Dataset extract:
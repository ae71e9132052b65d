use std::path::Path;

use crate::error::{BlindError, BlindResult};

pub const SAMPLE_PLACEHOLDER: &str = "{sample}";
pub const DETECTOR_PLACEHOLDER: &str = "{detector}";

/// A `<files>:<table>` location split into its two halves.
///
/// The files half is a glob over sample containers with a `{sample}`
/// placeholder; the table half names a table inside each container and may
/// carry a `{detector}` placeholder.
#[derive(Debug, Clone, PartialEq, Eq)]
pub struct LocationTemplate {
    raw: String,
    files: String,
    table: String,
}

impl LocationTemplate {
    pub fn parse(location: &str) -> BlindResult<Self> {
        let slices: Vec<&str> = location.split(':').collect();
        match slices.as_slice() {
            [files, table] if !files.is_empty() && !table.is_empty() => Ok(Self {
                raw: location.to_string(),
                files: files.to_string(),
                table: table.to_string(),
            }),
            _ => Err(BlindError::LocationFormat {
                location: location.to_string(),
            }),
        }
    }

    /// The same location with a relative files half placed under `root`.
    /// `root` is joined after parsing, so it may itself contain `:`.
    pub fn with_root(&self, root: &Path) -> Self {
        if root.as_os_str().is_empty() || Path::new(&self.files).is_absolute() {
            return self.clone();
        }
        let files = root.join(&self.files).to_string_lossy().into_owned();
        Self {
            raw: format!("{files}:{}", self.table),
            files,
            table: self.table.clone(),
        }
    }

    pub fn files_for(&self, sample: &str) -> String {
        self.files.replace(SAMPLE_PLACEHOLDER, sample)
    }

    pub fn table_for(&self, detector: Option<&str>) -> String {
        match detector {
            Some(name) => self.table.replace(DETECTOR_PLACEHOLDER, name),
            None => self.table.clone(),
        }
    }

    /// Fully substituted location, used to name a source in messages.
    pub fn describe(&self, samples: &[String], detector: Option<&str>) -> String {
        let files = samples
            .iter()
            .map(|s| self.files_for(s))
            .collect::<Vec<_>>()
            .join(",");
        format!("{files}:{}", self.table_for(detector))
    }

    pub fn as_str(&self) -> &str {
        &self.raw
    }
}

Try it:
Which of the lines in the listing above include "Option"? Report each of them.

Answer to this exercise:
    pub fn table_for(&self, detector: Option<&str>) -> String {
    pub fn describe(&self, samples: &[String], detector: Option<&str>) -> String {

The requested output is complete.